Convenhamos, não está fácil navegar no meio dessa confusão toda. Sim, tem o fator político. A OMS foi irresponsável quando o surto apareceu, engolindo com farinha as informações do regime totalitário chinês sobre as dimensões da epidemia e até afirmando não haver indícios de transmissão entre humanos. Continuou pisando na bola quando, por exemplo, listou o acesso ao aborto como “serviço essencial” que não podia ser paralisado durante a pandemia (está na página 4 do PDF, sob o eufemismo “saúde sexual e reprodutiva”). Gestores tomam decisões em sentidos completamente opostos, tudo “embasado na ciência”.

“Deus não nos chama a ser facilmente enganados. Credulidade não é uma virtude cristã”

Ed Stetzer, em seu blog no site da revista Christianity Today


Até mesmo as publicações especializadas estão apanhando; a minha percepção é de que a pressa em ter mais dados sobre o vírus, sobre como ele funciona, sobre como ele pode ser evitado ou eliminado do organismo rebaixou consideravelmente o rigor que costumava ser empregado nas revistas e sites, que vão publicando papers e artigos em velocidade impressionante, e que são imediatamente repercutidos, até que amanhã apareça outro paper e outro artigo que desmintam completamente o anterior, e por aí vai. Um caso absurdo foi o de um artigo publicado no fim de janeiro no New England Journal of Medicine a respeito da transmissão do vírus por pacientes assintomáticos, usando o exemplo dos quatro primeiros contaminados na Alemanha.
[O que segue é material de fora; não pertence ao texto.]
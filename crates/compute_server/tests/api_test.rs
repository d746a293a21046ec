//! End-to-end tests of the REST API over a temporary database.

use axum::Router;
use axum::body::Body;
use axum::http::{Method, Request, StatusCode};
use compute_server::api::{AppState, ErrorBody, router};
use compute_server::{GameRepository, GameService, Leaderboard, seed_samples};
use http_body_util::BodyExt;
use serde_json::{Value, json};
use tempfile::NamedTempFile;
use tower::ServiceExt;

fn setup_app(seed: bool) -> (NamedTempFile, Router) {
    let db_file = NamedTempFile::new().expect("Failed to create temp file");
    let db_path = db_file.path().to_str().expect("Invalid path").to_string();
    let repo = GameRepository::new(db_path).expect("Failed to create repository");
    repo.run_migrations().expect("Migrations failed");
    if seed {
        seed_samples(&repo).expect("Seed failed");
    }
    let app = router(AppState::new(GameService::new(repo)));
    (db_file, app)
}

async fn send(app: &Router, method: Method, uri: &str, body: Option<Value>) -> (StatusCode, Value) {
    let builder = Request::builder().method(method).uri(uri);
    let request = match body {
        Some(body) => builder
            .header("content-type", "application/json")
            .body(Body::from(body.to_string())),
        None => builder.body(Body::empty()),
    }
    .expect("Failed to build request");

    let response = app.clone().oneshot(request).await.expect("Request failed");
    let status = response.status();
    let bytes = response
        .into_body()
        .collect()
        .await
        .expect("Failed to read body")
        .to_bytes();
    let value = if bytes.is_empty() {
        Value::Null
    } else {
        serde_json::from_slice(&bytes).expect("Body was not JSON")
    };
    (status, value)
}

fn error_message(body: Value) -> String {
    serde_json::from_value::<ErrorBody>(body)
        .expect("Not an error body")
        .error
}

#[tokio::test]
async fn test_health() {
    let (_db, app) = setup_app(false);
    let (status, body) = send(&app, Method::GET, "/api", None).await;
    assert_eq!(status, StatusCode::OK);
    assert_eq!(body, json!({"success": true}));
}

#[tokio::test]
async fn test_sign_up_then_duplicate() {
    let (_db, app) = setup_app(false);
    let creds = json!({"username": "alice", "password": "hunter2"});

    let (status, body) = send(&app, Method::POST, "/api/players", Some(creds.clone())).await;
    assert_eq!(status, StatusCode::OK);
    assert_eq!(body["username"], "alice");
    assert_eq!(body["points"], 500);
    assert_eq!(body["numPlayed"], 0);
    assert!(body.get("salt").is_none());
    assert!(body.get("hashedPassword").is_none());

    let (status, body) = send(&app, Method::POST, "/api/players", Some(creds)).await;
    assert_eq!(status, StatusCode::BAD_REQUEST);
    assert_eq!(error_message(body), "Username already taken.");

    let (status, body) = send(&app, Method::GET, "/api/players", None).await;
    assert_eq!(status, StatusCode::OK);
    assert_eq!(body, json!({"players": ["alice"]}));
}

#[tokio::test]
async fn test_sign_up_rejects_empty_username() {
    let (_db, app) = setup_app(false);
    let (status, _) = send(
        &app,
        Method::POST,
        "/api/players",
        Some(json!({"username": " ", "password": "pw"})),
    )
    .await;
    assert_eq!(status, StatusCode::BAD_REQUEST);
}

#[tokio::test]
async fn test_log_in_against_seeded_account() {
    let (_db, app) = setup_app(true);

    let (status, body) = send(
        &app,
        Method::POST,
        "/api/players/sample1",
        Some(json!({"password": "nope"})),
    )
    .await;
    assert_eq!(status, StatusCode::BAD_REQUEST);
    assert_eq!(error_message(body), "Incorrect password.");

    let (status, body) = send(
        &app,
        Method::POST,
        "/api/players/nobody",
        Some(json!({"password": "nope"})),
    )
    .await;
    assert_eq!(status, StatusCode::NOT_FOUND);
    assert_eq!(error_message(body), "A player with this username does not exist.");
}

#[tokio::test]
async fn test_log_in_after_sign_up() {
    let (_db, app) = setup_app(false);
    send(
        &app,
        Method::POST,
        "/api/players",
        Some(json!({"username": "bob", "password": "pw"})),
    )
    .await;

    let (status, body) = send(
        &app,
        Method::POST,
        "/api/players/bob",
        Some(json!({"password": "pw"})),
    )
    .await;
    assert_eq!(status, StatusCode::OK);
    assert_eq!(body["username"], "bob");
}

#[tokio::test]
async fn test_patch_then_get_stats() {
    let (_db, app) = setup_app(false);
    send(
        &app,
        Method::POST,
        "/api/players",
        Some(json!({"username": "cat", "password": "pw"})),
    )
    .await;

    let stats = json!({"points": 530, "numWins": 1, "numPlayed": 2, "winRatio": 0.5});
    let (status, body) = send(&app, Method::PATCH, "/api/players/cat", Some(stats.clone())).await;
    assert_eq!(status, StatusCode::OK);
    assert_eq!(body, json!({"success": true}));

    let (status, body) = send(&app, Method::GET, "/api/players/cat", None).await;
    assert_eq!(status, StatusCode::OK);
    assert_eq!(body, stats);
}

#[tokio::test]
async fn test_patch_unknown_player_is_not_found() {
    let (_db, app) = setup_app(false);
    let stats = json!({"points": 530, "numWins": 1, "numPlayed": 2, "winRatio": 0.5});
    let (status, _) = send(&app, Method::PATCH, "/api/players/ghost", Some(stats)).await;
    assert_eq!(status, StatusCode::NOT_FOUND);

    let (status, _) = send(&app, Method::GET, "/api/players/ghost", None).await;
    assert_eq!(status, StatusCode::NOT_FOUND);
}

#[tokio::test]
async fn test_patch_rejects_more_wins_than_games() {
    let (_db, app) = setup_app(true);
    let stats = json!({"points": 530, "numWins": 3, "numPlayed": 2, "winRatio": 1.5});
    let (status, _) = send(&app, Method::PATCH, "/api/players/sample2", Some(stats)).await;
    assert_eq!(status, StatusCode::BAD_REQUEST);
}

#[tokio::test]
async fn test_prompts_lifecycle() {
    let (_db, app) = setup_app(false);

    let (status, _) = send(&app, Method::GET, "/api/prompts", None).await;
    assert_eq!(status, StatusCode::NOT_FOUND);

    let (status, body) = send(
        &app,
        Method::POST,
        "/api/prompts",
        Some(json!({"contributor": "amy", "question": "Keys on a piano?", "answer": 88})),
    )
    .await;
    assert_eq!(status, StatusCode::OK);
    assert_eq!(body["id"], 0);

    let (status, body) = send(&app, Method::GET, "/api/prompts", None).await;
    assert_eq!(status, StatusCode::OK);
    assert_eq!(
        body,
        json!({"id": 0, "contributor": "amy", "question": "Keys on a piano?", "answer": 88.0})
    );
}

#[tokio::test]
async fn test_add_prompt_rejects_non_positive_answer() {
    let (_db, app) = setup_app(false);
    let (status, _) = send(
        &app,
        Method::POST,
        "/api/prompts",
        Some(json!({"contributor": "amy", "question": "Q?", "answer": 0})),
    )
    .await;
    assert_eq!(status, StatusCode::BAD_REQUEST);
}

#[tokio::test]
async fn test_leaderboard_requires_positive_num() {
    let (_db, app) = setup_app(true);
    for uri in ["/api/leaderboard", "/api/leaderboard?num=abc", "/api/leaderboard?num=0"] {
        let (status, body) = send(&app, Method::GET, uri, None).await;
        assert_eq!(status, StatusCode::BAD_REQUEST, "{uri}");
        assert!(body.get("error").is_some());
    }
}

#[tokio::test]
async fn test_leaderboard_shape() {
    let (_db, app) = setup_app(true);
    let stats = json!({"points": 900, "numWins": 2, "numPlayed": 3, "winRatio": 0.67});
    send(&app, Method::PATCH, "/api/players/sample3", Some(stats)).await;

    let (status, body) = send(&app, Method::GET, "/api/leaderboard?num=2", None).await;
    assert_eq!(status, StatusCode::OK);

    let board: Leaderboard = serde_json::from_value(body).expect("Bad leaderboard");
    assert_eq!(
        board.by_points(),
        &[("sample3".to_string(), 900), ("sample1".to_string(), 500)]
    );
    assert_eq!(board.by_win_ratio().len(), 2);
    assert_eq!(board.by_win_ratio()[0], ("sample3".to_string(), 0.67));
}

#[tokio::test]
async fn test_missing_field_is_json_bad_request() {
    let (_db, app) = setup_app(false);
    let (status, body) = send(
        &app,
        Method::POST,
        "/api/players",
        Some(json!({"username": "x"})),
    )
    .await;
    assert_eq!(status, StatusCode::BAD_REQUEST);
    assert!(error_message(body).contains("password"));
}

#[tokio::test]
async fn test_mistyped_answer_is_json_bad_request() {
    let (_db, app) = setup_app(false);
    let (status, body) = send(
        &app,
        Method::POST,
        "/api/prompts",
        Some(json!({"contributor": "amy", "question": "Q?", "answer": "lots"})),
    )
    .await;
    assert_eq!(status, StatusCode::BAD_REQUEST);
    assert!(body.get("error").is_some());
}

#[tokio::test]
async fn test_missing_content_type_is_json_bad_request() {
    let (_db, app) = setup_app(true);
    let request = Request::builder()
        .method(Method::PATCH)
        .uri("/api/players/sample1")
        .body(Body::from(r#"{"points":1,"numWins":0,"numPlayed":0,"winRatio":0}"#))
        .unwrap();
    let response = app.oneshot(request).await.unwrap();
    assert_eq!(response.status(), StatusCode::BAD_REQUEST);
    let bytes = response.into_body().collect().await.unwrap().to_bytes();
    let body: ErrorBody = serde_json::from_slice(&bytes).expect("Not an error body");
    assert!(!body.error.is_empty());
}

#[tokio::test(flavor = "multi_thread", worker_threads = 4)]
async fn test_concurrent_writes_all_succeed() {
    let (_db, app) = setup_app(false);

    let mut tasks = Vec::new();
    for i in 0..32 {
        let app1 = app.clone();
        tasks.push(tokio::spawn(async move {
            send(
                &app1,
                Method::POST,
                "/api/players",
                Some(json!({"username": format!("player{i}"), "password": "pw"})),
            )
            .await
        }));
        let app2 = app.clone();
        tasks.push(tokio::spawn(async move {
            send(
                &app2,
                Method::POST,
                "/api/prompts",
                Some(json!({"contributor": "amy", "question": format!("Q{i}?"), "answer": i + 1})),
            )
            .await
        }));
    }
    for task in tasks {
        let (status, body) = task.await.unwrap();
        assert_eq!(status, StatusCode::OK, "{body}");
    }

    let (_, body) = send(&app, Method::GET, "/api/players", None).await;
    assert_eq!(body["players"].as_array().unwrap().len(), 32);
}
//! Command-line interface for compute.

use clap::{Parser, Subcommand};
use compute_market::SESSION_DURATION;

/// Compute - trivia-trading game server and terminal client
#[derive(Parser, Debug)]
#[command(name = "compute")]
#[command(about = "Quote bid/ask spreads on trivia and climb the leaderboard", long_about = None)]
#[command(version)]
pub struct Cli {
    /// Subcommand to run
    #[command(subcommand)]
    pub command: Command,
}

/// Available commands
#[derive(Subcommand, Debug)]
pub enum Command {
    /// Run the REST API server
    Serve {
        /// Path to a TOML config file
        #[arg(short, long, default_value = "compute.toml")]
        config: std::path::PathBuf,

        /// Port to bind to (overrides config)
        #[arg(short, long)]
        port: Option<u16>,

        /// Host to bind to (overrides config)
        #[arg(long)]
        host: Option<String>,

        /// SQLite database file (overrides config)
        #[arg(long)]
        db_path: Option<String>,

        /// Insert sample players and prompts into empty tables
        #[arg(long)]
        seed: bool,
    },

    /// Log in (or sign up) and play in the terminal
    Play {
        /// Game server URL
        #[arg(long, default_value = "http://localhost:3000")]
        server_url: String,

        /// Username
        #[arg(short, long)]
        username: String,

        /// Password
        #[arg(short = 'P', long)]
        password: String,

        /// Create the account instead of logging in
        #[arg(long)]
        sign_up: bool,

        /// Seconds per game
        #[arg(long, default_value_t = SESSION_DURATION.as_secs())]
        seconds: u64,
    },

    /// Show the leaderboard
    Leaderboard {
        /// Game server URL
        #[arg(long, default_value = "http://localhost:3000")]
        server_url: String,

        /// Number of players to rank
        #[arg(short, long, default_value = "5")]
        num: u32,
    },

    /// Contribute a prompt
    AddPrompt {
        /// Game server URL
        #[arg(long, default_value = "http://localhost:3000")]
        server_url: String,

        /// Contributor username
        #[arg(long)]
        contributor: String,

        /// Question text
        #[arg(long)]
        question: String,

        /// True numeric answer
        #[arg(long)]
        answer: f64,
    },
}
Acontece que a pessoa que tinha vindo de Xangai estava, sim, com sintomas da Covid-19, mas nenhum dos autores se preocupou em ouvi-la, contentando-se com os relatos dos quatro infectados! E saiu desse jeito não em uma publicação predatória qualquer, mas no NEJM!

Nós sabemos que o conhecimento científico se constrói testando e rejeitando hipóteses, achando dados que derrubam o que parecia certo. Mas no caso do coronavírus estamos vendo a coisa acontecer com transmissão em tempo real para o mundo todo, mas sem todos os cuidados que costumamos ver na pesquisa científica em condições normais de temperatura e pressão, e com a agravante de que agora as pessoas estão simplesmente pegando os estudos que apenas reforçam aquilo que elas já defendem e descartando o que desafia as suas convicções. Ciência boa é aquela que agrada meu viés de confirmação; se não faz isso, aí eu “desconfio da ciência”.
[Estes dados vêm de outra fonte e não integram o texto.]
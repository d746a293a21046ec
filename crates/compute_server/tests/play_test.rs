//! Game loop against an in-memory backend.

use std::sync::Mutex;
use std::time::Duration;

use async_trait::async_trait;
use compute_market::{FixedValuation, PlayerStats};
use compute_server::{ClientError, GameBackend, Prompt, play};
use tokio::io::{AsyncWriteExt, BufReader};

struct FakeBackend {
    stats: Mutex<PlayerStats>,
    prompt: Prompt,
}

impl FakeBackend {
    fn new() -> Self {
        Self {
            stats: Mutex::new(PlayerStats::default()),
            prompt: Prompt::new(
                0,
                "sample1".to_string(),
                "Number of windows in Empire State Building?".to_string(),
                6514.0,
            ),
        }
    }

    fn stats(&self) -> PlayerStats {
        *self.stats.lock().unwrap()
    }
}

#[async_trait]
impl GameBackend for FakeBackend {
    async fn load_stats(&self, _username: &str) -> Result<PlayerStats, ClientError> {
        Ok(self.stats())
    }

    async fn update_stats(&self, _username: &str, stats: &PlayerStats) -> Result<(), ClientError> {
        *self.stats.lock().unwrap() = *stats;
        Ok(())
    }

    async fn random_prompt(&self) -> Result<Prompt, ClientError> {
        Ok(self.prompt.clone())
    }
}

#[tokio::test]
async fn test_sold_at_ask_scores_a_win_when_input_ends() {
    let backend = FakeBackend::new();
    let mut counterparty = FixedValuation::new(8000.0);
    let input = BufReader::new(&b"6000 7000\nabc\n"[..]);
    let mut out = Vec::new();

    let summaries = play(
        &backend,
        &mut counterparty,
        "sample1",
        Duration::from_secs(60),
        input,
        &mut out,
    )
    .await
    .expect("Game failed");

    // Short one unit at 7000 against 6514: +7 profit, +23 bonus.
    assert_eq!(summaries.len(), 1);
    assert!(*summaries[0].won());
    assert_eq!(*summaries[0].points(), 7);
    assert_eq!(*summaries[0].bonus(), 23);

    let stats = backend.stats();
    assert_eq!(*stats.points(), 530);
    assert_eq!(*stats.num_wins(), 1);
    assert_eq!(*stats.num_played(), 1);
    assert_eq!(*stats.win_ratio(), 1.0);

    let text = String::from_utf8(out).unwrap();
    assert!(text.contains("Empire State"));
    assert!(text.contains("+7000"));
    assert!(text.contains("Congrats!"));
    assert!(text.contains("sample1: 530 points | 1 won | 1.00 win:loss ratio"));
}

#[tokio::test]
async fn test_no_trade_is_a_loss_without_points() {
    let backend = FakeBackend::new();
    let mut counterparty = FixedValuation::new(6514.0);
    let input = BufReader::new(&b"6000 7000\n"[..]);
    let mut out = Vec::new();

    let summaries = play(
        &backend,
        &mut counterparty,
        "sample1",
        Duration::from_secs(60),
        input,
        &mut out,
    )
    .await
    .unwrap();

    assert!(!*summaries[0].won());
    let stats = backend.stats();
    assert_eq!(*stats.points(), 500);
    assert_eq!(*stats.num_wins(), 0);
    assert_eq!(*stats.num_played(), 1);
}

#[tokio::test]
async fn test_timer_ends_game_then_player_declines() {
    let backend = FakeBackend::new();
    let mut counterparty = FixedValuation::new(8000.0);
    let (reader, mut writer) = tokio::io::duplex(64);

    let typist = tokio::spawn(async move {
        tokio::time::sleep(Duration::from_millis(200)).await;
        writer.write_all(b"n\n").await.unwrap();
        writer
    });

    let mut out = Vec::new();
    let summaries = play(
        &backend,
        &mut counterparty,
        "sample1",
        Duration::from_millis(50),
        BufReader::new(reader),
        &mut out,
    )
    .await
    .unwrap();
    drop(typist.await.unwrap());

    assert_eq!(summaries.len(), 1);
    assert_eq!(*backend.stats().num_played(), 1);

    let text = String::from_utf8(out).unwrap();
    assert!(text.contains("Time's up!"));
    assert!(text.contains("Play again?"));
}

#[tokio::test]
async fn test_play_again_keeps_going() {
    let backend = FakeBackend::new();
    let mut counterparty = FixedValuation::new(8000.0);
    let (reader, mut writer) = tokio::io::duplex(64);

    let typist = tokio::spawn(async move {
        tokio::time::sleep(Duration::from_millis(150)).await;
        writer.write_all(b"y\n").await.unwrap();
        tokio::time::sleep(Duration::from_millis(150)).await;
        writer.write_all(b"n\n").await.unwrap();
        writer
    });

    let summaries = play(
        &backend,
        &mut counterparty,
        "sample1",
        Duration::from_millis(50),
        BufReader::new(reader),
        &mut Vec::new(),
    )
    .await
    .unwrap();
    drop(typist.await.unwrap());

    assert_eq!(summaries.len(), 2);
    assert_eq!(*backend.stats().num_played(), 2);
}
//! HTTP server startup.

use anyhow::{Context, Result};
use tracing::{info, instrument};
use tracing_subscriber::EnvFilter;

use crate::api::{AppState, router};
use crate::config::ServerConfig;
use crate::db::{GameRepository, seed_samples};
use crate::service::GameService;

/// Installs the global subscriber. `RUST_LOG` wins over `fallback`.
pub fn init_tracing(fallback: &str) {
    tracing_subscriber::fmt()
        .with_env_filter(
            EnvFilter::try_from_default_env().unwrap_or_else(|_| EnvFilter::new(fallback)),
        )
        .init();
}

/// Opens the store, applies migrations, optionally seeds, and serves the API
/// until the process receives Ctrl-C.
#[instrument(skip(config), fields(host = %config.host(), port = config.port()))]
pub async fn serve(config: ServerConfig) -> Result<()> {
    let repository = GameRepository::new(config.database_path().clone())?;
    repository
        .run_migrations()
        .context("Failed to migrate database")?;
    if *config.seed() {
        seed_samples(&repository).context("Failed to seed sample data")?;
    }

    let app = router(AppState::new(GameService::new(repository)));

    let addr = format!("{}:{}", config.host(), config.port());
    let listener = tokio::net::TcpListener::bind(&addr)
        .await
        .with_context(|| format!("Failed to bind {}", addr))?;
    info!("Server ready at http://{}/api", addr);

    axum::serve(listener, app)
        .with_graceful_shutdown(async {
            let _ = tokio::signal::ctrl_c().await;
            info!("Shutting down");
        })
        .await?;
    Ok(())
}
Tem cientificismo, tem informações e estudos contraditórios, tem uso político e ideológico da pandemia. Tudo isso, como diz Tim Keller, pode servir de explicação, mas não de desculpa. É o que também diz (só que pegando um pouco mais pesado) Ed Stetzer em seu blog na Christianity Today: os cristãos somos seguidores da Verdade. Temos um dever moral de não espalhar fake news ou teorias da conspiração. “Deus não nos chama a ser facilmente enganados. Credulidade não é uma virtude cristã”, afirma. Difundir mentiras sobre o coronavírus é desobedecer ao mandamento de Deus sobre levantar falso testemunho; é desmoralizar nossa fé cristã diante dos demais; e é colocar a vida dos outros em risco, diz Stetzer.

É um desafio daqueles. Outro dia um laboratório de Curitiba publicou no Facebook que estava oferecendo testes para detectar anticorpos, identificando a resposta do organismo ao coronavírus, com preço e tudo. Nos comentários, o que mais se perguntava era… quanto custava o exame. Pois é, você olha uma coisa dessas, pensa que são essas pessoas que deveriam estar se preocupando em verificar se as coisas mirabolantes que recebem são mesmo verdade, e apenas desanima. Eu suspeito, pra ser honesto, que o problema é muito mais grave que mera preguiça de conferir as coisas: as pessoas simplesmente já perderam a capacidade de ler algo e se perguntar se é real ou falso. O desconfiômetro quebrou. Recebem e repassam.

Alguns amigos já disseram que, depois que a pandemia passar, deveria haver um “Tribunal de Nuremberg” para apurar todas as barbaridades cometidas nesse período: as mentiras, os acobertamentos, os ataques às liberdades básicas, as pesquisas sem ética, o descaso com a população por parte dos líderes (sim, dos religiosos também)… mas não haverá. Ficará tudo para o Juízo Final mesmo. E pense aí: quando essa hora chegar, o que as pessoas verão? Que você estava do lado da verdade ou que espalhou mentiras, ainda que não de caso pensado, só porque elas fortaleciam a sua narrativa preferida?